BUSINESS MONDAY: Boyd Technologies announces new manufacturing capabilities during visit from U.S. Rep. Richard Neal %


BUSINESS MONDAY: Boyd Technologies announces new manufacturing capabilities during visit from U.S. Rep. Richard Neal %


Stephen Boyd of Boyd Technologies, right, shows his new manufacturing capabilities to U.S. Rep. Richard Neal while Farideh Z. Bischoff,C.E.O. of FreMon Scientific, left, looks on. Photo: Kameron Spaulding

LEE — When Covid-19 struck in the spring, Stephen Boyd, CEO of Boyd Technologies, an advanced materials and technology company in Lee, knew he needed to retool his business to help in any way it could.

With support from a $2 million state Manufacturing Emergency Response Team grant, Boyd quickly shifted work in its medical and life sciences facility and began making personal protective equipment at the Lee plant. And now the company is further expanding its capacity to manufacture PPE. Within weeks, the company will begin the installation of two new automated PPE-producing machines. Boyd will be on its way to making 60 million masks —both surgical and N95 respirator masks — a year.

Last Tuesday, November 10, U.S. Rep. Richard Neal came to visit the facility and to learn more about Boyd’s ongoing efforts to fight the virus. Neal praised the company for its expansion into the field of PPE and for being able to react so quickly in the spring.

“Let’s be candid,” Neal said. “America got caught back footed on PPE.” The ability of the United States to make more PPE itself is key to avoiding that situation in the future, he continued.

Also in attendance was Brian Johnson, President of the Massachusetts Medical Device Industry Council (MassMEDIC), the largest regional MedTech association in the United States.

Boyd’s fast transition was badly needed, said Johnson. “In the darkest days of March and April, when the beast of this virus was bearing down on us, Boyd Technologies was a leader and an inspiration.” He told the Boyd staff, “You gave me hope.”

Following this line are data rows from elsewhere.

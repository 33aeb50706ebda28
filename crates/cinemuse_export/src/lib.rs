//! Plain-text export of generated Cinemuse documents.
//!
//! One fixed formatting rule per section, suitable for clipboard export:
//! field order and separators never change, so exported text is stable
//! across releases for identical documents.

#![forbid(unsafe_code)]
#![warn(missing_docs)]

use cinemuse_core::{ContentSection, GeneratedMovieContent};

/// Render one section of a generated document as a human-readable
/// multi-line string.
///
/// Deterministic and total over the section enum. Rendering an empty
/// sequence section yields an empty string; the social kit keeps its
/// group headers.
///
/// # Examples
///
/// ```
/// use cinemuse_core::{ContentSection, GenerationSettings};
/// use cinemuse_engine::generate_movie_content;
/// use cinemuse_export::to_plain_text;
///
/// let document = generate_movie_content("a heist inside a dream", &GenerationSettings::default());
/// let text = to_plain_text(ContentSection::ShotList, &document);
/// assert!(text.contains("S01 | "));
/// ```
pub fn to_plain_text(section: ContentSection, content: &GeneratedMovieContent) -> String {
    let text = match section {
        ContentSection::StoryIdeas => story_ideas(content),
        ContentSection::ScriptWriting => script_writing(content),
        ContentSection::VisualPlanning => visual_planning(content),
        ContentSection::ShotList => shot_list(content),
        ContentSection::Voiceover => content.voiceover.join("\n\n"),
        ContentSection::PosterPrompts => content.poster_prompts.join("\n\n"),
        ContentSection::VideoPrompts => video_prompts(content),
        ContentSection::Social => social(content),
    };

    tracing::debug!(section = %section.tag(), bytes = text.len(), "Rendered section");
    text
}

fn story_ideas(content: &GeneratedMovieContent) -> String {
    content
        .story_ideas
        .iter()
        .enumerate()
        .map(|(index, idea)| {
            format!(
                "Concept {}: {}\nLogline: {}\nSummary: {}",
                index + 1,
                idea.title,
                idea.logline,
                idea.summary
            )
        })
        .collect::<Vec<_>>()
        .join("\n\n")
}

fn script_writing(content: &GeneratedMovieContent) -> String {
    content
        .script_writing
        .iter()
        .enumerate()
        .map(|(index, beat)| {
            let dialogue = beat
                .dialogue
                .iter()
                .map(|line| {
                    format!("{}: {} [Subtext: {}]", line.character, line.line, line.subtext)
                })
                .collect::<Vec<_>>()
                .join("\n");
            format!(
                "Scene {}: {}\nDescription: {}\nEmotional pulse: {}\nDialogue:\n{}",
                index + 1,
                beat.slugline,
                beat.description,
                beat.emotional_beat,
                dialogue
            )
        })
        .collect::<Vec<_>>()
        .join("\n\n")
}

fn visual_planning(content: &GeneratedMovieContent) -> String {
    content
        .visual_planning
        .iter()
        .map(|card| {
            format!(
                "{}: {}\nCamera: {}\nLighting: {}\nMood: {}",
                card.frame, card.description, card.camera, card.lighting, card.mood
            )
        })
        .collect::<Vec<_>>()
        .join("\n\n")
}

fn shot_list(content: &GeneratedMovieContent) -> String {
    content
        .shot_list
        .iter()
        .map(|shot| {
            format!(
                "{} | {} | {} | {} | {}",
                shot.id, shot.shot_type, shot.subject, shot.movement, shot.duration
            )
        })
        .collect::<Vec<_>>()
        .join("\n")
}

fn video_prompts(content: &GeneratedMovieContent) -> String {
    content
        .video_prompts
        .iter()
        .map(|prompt| {
            format!(
                "{}\nPalette: {}\nCamera: {}\nLighting: {}\nMotion: {}\nAI Prompt: {}",
                prompt.scene,
                prompt.visual_palette,
                prompt.camera_direction,
                prompt.lighting,
                prompt.motion_prompt,
                prompt.ai_prompt
            )
        })
        .collect::<Vec<_>>()
        .join("\n\n")
}

fn social(content: &GeneratedMovieContent) -> String {
    let mut lines = vec!["Titles:".to_string()];
    lines.extend(content.social.titles.iter().cloned());
    lines.push(String::new());
    lines.push("Captions:".to_string());
    lines.extend(content.social.captions.iter().cloned());
    lines.push(String::new());
    lines.push("Tags:".to_string());
    lines.push(content.social.tags.join(" "));
    lines.join("\n")
}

Rep. Neal’s visit gave Stephen Boyd the opportunity also to announce a major collaboration with FreMon Scientific of San Diego, Calif.

Boyd is now manufacturing ZipSleeve™, a disposable component to FreMon’s new ZipThaw™ devices. Together, ZipThaw and ZipSleeve represent new break-through technology for transporting and thawing blood plasma. Farideh Z. Bischoff, Ph.D. and C.E.O. of FreMon Scientific was in attendance on Tuesday.

ZipThaw™ received U.S. Food and Drug Administration clearance last year and is now ramping up for commercial production. The use of convalescent plasma to treat COVID-19 has heightened the demand for these devices that make safe and easy transport of plasma possible.

Boyd Technologies - ZipSleeve
FreMon Scientific’s ZipThaw and ZipSleeve, foreground, which Boyd Technologies is now manufacturing. Photo: Kameron Spaulding

“COVID-19 has dislocated health care in a tremendous way, and it’s innovations like what we’re doing with FreMon that, I think, will help beat this thing down,” Boyd said.

While at the site, Neal took time to meet with Boyd’s 55 employees, who gathered at a distance, to thank them for their work during the pandemic.

“You are part of our frontline workers,” Neal said. “We are so thankful for the work that you do here at Boyd to ensure that our PPE needs are being met and new technologies are brought to life. On behalf of a grateful nation, ‘thank you.’”

“The work that is being done right here in Lee is helping our nation address the health and economic crises it faces due to the pandemic,” said Neal. “Ultimately, our economy won’t recover until we beat the virus.”

“The Boyd family, and that is what this business is — a family, is contributing to the comeback,” Neal said. “The number of good businesses that are starting right now and the creativity and innovation happening right now are vastly underreported.”

Boyd agreed that the one upside, if there is one, of the last year is the great leaps the American medical field is making.

“We continue to see extraordinary developments in the life sciences and medical device markets,” Boyd said. “Breakthrough technologies and innovations are improving the lives of the patients we serve now more than ever.”